§ **Stored items**
=== Section Start ===

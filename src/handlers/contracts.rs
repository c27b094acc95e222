use std::sync::Arc;

use async_trait::async_trait;
use chrono::{NaiveDate, Utc};
use rust_decimal::Decimal;
use serde::Deserialize;
use sqlx::PgPool;
use uuid::Uuid;

use crate::app::pagination::{PageRequest, Paged};
use crate::app::result::{AppResult, Failure};
use crate::app::validation::{PageValidator, Paginated, Rules, Validator, Violation};
use crate::app::{Handler, Mediator, Registration, Request};
use crate::db::{self, ReadStore, Reference, UnitOfWork};
use crate::handlers::money;
use crate::models::{CONTRACT_STATUSES, CONTRACT_TYPES, Contract};

#[derive(Debug, Clone, Deserialize)]
pub struct ContractInput {
    pub employee_id: Uuid,
    pub contract_type: String,
    pub start_date: NaiveDate,
    pub end_date: Option<NaiveDate>,
    pub salary: Decimal,
    pub status: String,
}

#[derive(Debug, Clone)]
pub struct CreateContract(pub ContractInput);

impl Request for CreateContract {
    type Response = Contract;
}

#[derive(Debug, Clone)]
pub struct UpdateContract {
    pub id: Uuid,
    pub input: ContractInput,
}

impl Request for UpdateContract {
    type Response = Contract;
}

#[derive(Debug, Clone, Copy)]
pub struct DeleteContract {
    pub id: Uuid,
}

impl Request for DeleteContract {
    type Response = ();
}

#[derive(Debug, Clone, Copy)]
pub struct GetContract {
    pub id: Uuid,
}

impl Request for GetContract {
    type Response = Contract;
}

#[derive(Debug, Clone, Default)]
pub struct ListContracts {
    pub employee_id: Option<Uuid>,
    pub status: Option<String>,
    pub page: PageRequest,
}

impl Request for ListContracts {
    type Response = Paged<Contract>;
}

impl Paginated for ListContracts {
    fn page(&self) -> &PageRequest {
        &self.page
    }
}

pub struct ContractValidator {
    store: Arc<dyn ReadStore>,
}

impl ContractValidator {
    pub fn new(store: Arc<dyn ReadStore>) -> Self {
        Self { store }
    }

    async fn check(&self, input: &ContractInput) -> AppResult<Vec<Violation>> {
        let mut rules = Rules::new();

        rules.check(
            self.store.exists(Reference::Employee, input.employee_id).await?,
            "employee_id",
            "Employee does not exist.",
        );
        rules.one_of("contract_type", &input.contract_type, CONTRACT_TYPES, "Contract type");
        rules.one_of("status", &input.status, CONTRACT_STATUSES, "Status");
        rules.money("salary", input.salary, "Salary");
        if let Some(end_date) = input.end_date {
            rules.check(
                end_date >= input.start_date,
                "end_date",
                "End date must not be before the start date.",
            );
        }

        Ok(rules.into_violations())
    }
}

#[async_trait]
impl Validator<CreateContract> for ContractValidator {
    async fn validate(&self, request: &CreateContract) -> AppResult<Vec<Violation>> {
        self.check(&request.0).await
    }
}

#[async_trait]
impl Validator<UpdateContract> for ContractValidator {
    async fn validate(&self, request: &UpdateContract) -> AppResult<Vec<Violation>> {
        self.check(&request.input).await
    }
}

/// Rejects unknown status filters instead of silently returning nothing.
pub struct ListContractsValidator;

#[async_trait]
impl Validator<ListContracts> for ListContractsValidator {
    async fn validate(&self, request: &ListContracts) -> AppResult<Vec<Violation>> {
        let mut rules = Rules::new();
        if let Some(status) = &request.status {
            rules.one_of("status", status, CONTRACT_STATUSES, "Status");
        }
        Ok(rules.into_violations())
    }
}

#[derive(Clone)]
pub struct ContractHandlers {
    pool: PgPool,
}

impl ContractHandlers {
    pub fn new(pool: PgPool) -> Self {
        Self { pool }
    }
}

#[async_trait]
impl Handler<CreateContract> for ContractHandlers {
    async fn handle(&self, request: CreateContract) -> AppResult<Contract> {
        let CreateContract(input) = request;
        UnitOfWork::new(self.pool.clone())
            .execute(move |uow| async move {
                let now = Utc::now();
                let contract = Contract {
                    id: Uuid::now_v7(),
                    employee_id: input.employee_id,
                    contract_type: input.contract_type,
                    start_date: input.start_date,
                    end_date: input.end_date,
                    salary: money(input.salary),
                    status: input.status,
                    created_at: now,
                    updated_at: now,
                };
                uow.repository::<Contract>().add(contract.clone());
                Ok(contract)
            })
            .await
    }
}

#[async_trait]
impl Handler<UpdateContract> for ContractHandlers {
    async fn handle(&self, request: UpdateContract) -> AppResult<Contract> {
        UnitOfWork::new(self.pool.clone())
            .execute(move |uow| async move {
                let contracts = uow.repository::<Contract>();
                let mut contract = contracts
                    .find(request.id)
                    .await?
                    .ok_or_else(|| Failure::not_found("Contract"))?;

                let input = request.input;
                contract.employee_id = input.employee_id;
                contract.contract_type = input.contract_type;
                contract.start_date = input.start_date;
                contract.end_date = input.end_date;
                contract.salary = money(input.salary);
                contract.status = input.status;
                contract.updated_at = Utc::now();

                contracts.update(contract.clone());
                Ok(contract)
            })
            .await
    }
}

#[async_trait]
impl Handler<DeleteContract> for ContractHandlers {
    async fn handle(&self, request: DeleteContract) -> AppResult<()> {
        UnitOfWork::new(self.pool.clone())
            .execute(move |uow| async move {
                let contracts = uow.repository::<Contract>();
                let contract = contracts
                    .find(request.id)
                    .await?
                    .ok_or_else(|| Failure::not_found("Contract"))?;
                contracts.delete(&contract);
                Ok(())
            })
            .await
    }
}

#[async_trait]
impl Handler<GetContract> for ContractHandlers {
    async fn handle(&self, request: GetContract) -> AppResult<Contract> {
        UnitOfWork::new(self.pool.clone())
            .repository::<Contract>()
            .find(request.id)
            .await?
            .ok_or_else(|| Failure::not_found("Contract"))
    }
}

#[async_trait]
impl Handler<ListContracts> for ContractHandlers {
    async fn handle(&self, request: ListContracts) -> AppResult<Paged<Contract>> {
        let (items, total) = db::contracts::list(
            &self.pool,
            request.employee_id,
            request.status.as_deref(),
            &request.page,
        )
        .await?;
        Ok(Paged::new(items, total, &request.page))
    }
}

pub fn register(mediator: &mut Mediator, pool: &PgPool, store: &Arc<dyn ReadStore>) {
    let handlers = ContractHandlers::new(pool.clone());

    mediator.register(
        Registration::<CreateContract>::new(handlers.clone())
            .validate(ContractValidator::new(store.clone())),
    );
    mediator.register(
        Registration::<UpdateContract>::new(handlers.clone())
            .validate(ContractValidator::new(store.clone())),
    );
    mediator.register(Registration::<DeleteContract>::new(handlers.clone()));
    mediator.register(Registration::<GetContract>::new(handlers.clone()));
    mediator.register(
        Registration::<ListContracts>::new(handlers)
            .validate(PageValidator::new())
            .validate(ListContractsValidator),
    );
}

=== Section End ===

§ **Work task**
Reproduce, exactly, all the lines shown above.

§ **Answer**
filename src/handlers/contracts.rs
repository c27b094acc95e222
use std::sync::Arc;

use async_trait::async_trait;
use chrono::{NaiveDate, Utc};
use rust_decimal::Decimal;
use serde::Deserialize;
use sqlx::PgPool;
use uuid::Uuid;

use crate::app::pagination::{PageRequest, Paged};
use crate::app::result::{AppResult, Failure};
use crate::app::validation::{PageValidator, Paginated, Rules, Validator, Violation};
use crate::app::{Handler, Mediator, Registration, Request};
use crate::db::{self, ReadStore, Reference, UnitOfWork};
use crate::handlers::money;
use crate::models::{CONTRACT_STATUSES, CONTRACT_TYPES, Contract};

#[derive(Debug, Clone, Deserialize)]
pub struct ContractInput {
    pub employee_id: Uuid,
    pub contract_type: String,
    pub start_date: NaiveDate,
    pub end_date: Option<NaiveDate>,
    pub salary: Decimal,
    pub status: String,
}

#[derive(Debug, Clone)]
pub struct CreateContract(pub ContractInput);

impl Request for CreateContract {
    type Response = Contract;
}

#[derive(Debug, Clone)]
pub struct UpdateContract {
    pub id: Uuid,
    pub input: ContractInput,
}

impl Request for UpdateContract {
    type Response = Contract;
}

#[derive(Debug, Clone, Copy)]
pub struct DeleteContract {
    pub id: Uuid,
}

impl Request for DeleteContract {
    type Response = ();
}

#[derive(Debug, Clone, Copy)]
pub struct GetContract {
    pub id: Uuid,
}

impl Request for GetContract {
    type Response = Contract;
}

#[derive(Debug, Clone, Default)]
pub struct ListContracts {
    pub employee_id: Option<Uuid>,
    pub status: Option<String>,
    pub page: PageRequest,
}

impl Request for ListContracts {
    type Response = Paged<Contract>;
}

impl Paginated for ListContracts {
    fn page(&self) -> &PageRequest {
        &self.page
    }
}

pub struct ContractValidator {
    store: Arc<dyn ReadStore>,
}

impl ContractValidator {
    pub fn new(store: Arc<dyn ReadStore>) -> Self {
        Self { store }
    }

    async fn check(&self, input: &ContractInput) -> AppResult<Vec<Violation>> {
        let mut rules = Rules::new();

        rules.check(
            self.store.exists(Reference::Employee, input.employee_id).await?,
            "employee_id",
            "Employee does not exist.",
        );
        rules.one_of("contract_type", &input.contract_type, CONTRACT_TYPES, "Contract type");
        rules.one_of("status", &input.status, CONTRACT_STATUSES, "Status");
        rules.money("salary", input.salary, "Salary");
        if let Some(end_date) = input.end_date {
            rules.check(
                end_date >= input.start_date,
                "end_date",
                "End date must not be before the start date.",
            );
        }

        Ok(rules.into_violations())
    }
}

#[async_trait]
impl Validator<CreateContract> for ContractValidator {
    async fn validate(&self, request: &CreateContract) -> AppResult<Vec<Violation>> {
        self.check(&request.0).await
    }
}

#[async_trait]
impl Validator<UpdateContract> for ContractValidator {
    async fn validate(&self, request: &UpdateContract) -> AppResult<Vec<Violation>> {
        self.check(&request.input).await
    }
}

/// Rejects unknown status filters instead of silently returning nothing.
pub struct ListContractsValidator;

#[async_trait]
impl Validator<ListContracts> for ListContractsValidator {
    async fn validate(&self, request: &ListContracts) -> AppResult<Vec<Violation>> {
        let mut rules = Rules::new();
        if let Some(status) = &request.status {
            rules.one_of("status", status, CONTRACT_STATUSES, "Status");
        }
        Ok(rules.into_violations())
    }
}

#[derive(Clone)]
pub struct ContractHandlers {
    pool: PgPool,
}

impl ContractHandlers {
    pub fn new(pool: PgPool) -> Self {
        Self { pool }
    }
}

#[async_trait]
impl Handler<CreateContract> for ContractHandlers {
    async fn handle(&self, request: CreateContract) -> AppResult<Contract> {
        let CreateContract(input) = request;
        UnitOfWork::new(self.pool.clone())
            .execute(move |uow| async move {
                let now = Utc::now();
                let contract = Contract {
                    id: Uuid::now_v7(),
                    employee_id: input.employee_id,
                    contract_type: input.contract_type,
                    start_date: input.start_date,
                    end_date: input.end_date,
                    salary: money(input.salary),
                    status: input.status,
                    created_at: now,
                    updated_at: now,
                };
                uow.repository::<Contract>().add(contract.clone());
                Ok(contract)
            })
            .await
    }
}

#[async_trait]
impl Handler<UpdateContract> for ContractHandlers {
    async fn handle(&self, request: UpdateContract) -> AppResult<Contract> {
        UnitOfWork::new(self.pool.clone())
            .execute(move |uow| async move {
                let contracts = uow.repository::<Contract>();
                let mut contract = contracts
                    .find(request.id)
                    .await?
                    .ok_or_else(|| Failure::not_found("Contract"))?;

                let input = request.input;
                contract.employee_id = input.employee_id;
                contract.contract_type = input.contract_type;
                contract.start_date = input.start_date;
                contract.end_date = input.end_date;
                contract.salary = money(input.salary);
                contract.status = input.status;
                contract.updated_at = Utc::now();

                contracts.update(contract.clone());
                Ok(contract)
            })
            .await
    }
}

#[async_trait]
impl Handler<DeleteContract> for ContractHandlers {
    async fn handle(&self, request: DeleteContract) -> AppResult<()> {
        UnitOfWork::new(self.pool.clone())
            .execute(move |uow| async move {
                let contracts = uow.repository::<Contract>();
                let contract = contracts
                    .find(request.id)
                    .await?
                    .ok_or_else(|| Failure::not_found("Contract"))?;
                contracts.delete(&contract);
                Ok(())
            })
            .await
    }
}

#[async_trait]
impl Handler<GetContract> for ContractHandlers {
    async fn handle(&self, request: GetContract) -> AppResult<Contract> {
        UnitOfWork::new(self.pool.clone())
            .repository::<Contract>()
            .find(request.id)
            .await?
            .ok_or_else(|| Failure::not_found("Contract"))
    }
}

#[async_trait]
impl Handler<ListContracts> for ContractHandlers {
    async fn handle(&self, request: ListContracts) -> AppResult<Paged<Contract>> {
        let (items, total) = db::contracts::list(
            &self.pool,
            request.employee_id,
            request.status.as_deref(),
            &request.page,
        )
        .await?;
        Ok(Paged::new(items, total, &request.page))
    }
}

pub fn register(mediator: &mut Mediator, pool: &PgPool, store: &Arc<dyn ReadStore>) {
    let handlers = ContractHandlers::new(pool.clone());

    mediator.register(
        Registration::<CreateContract>::new(handlers.clone())
            .validate(ContractValidator::new(store.clone())),
    );
    mediator.register(
        Registration::<UpdateContract>::new(handlers.clone())
            .validate(ContractValidator::new(store.clone())),
    );
    mediator.register(Registration::<DeleteContract>::new(handlers.clone()));
    mediator.register(Registration::<GetContract>::new(handlers.clone()));
    mediator.register(
        Registration::<ListContracts>::new(handlers)
            .validate(PageValidator::new())
            .validate(ListContractsValidator),
    );
}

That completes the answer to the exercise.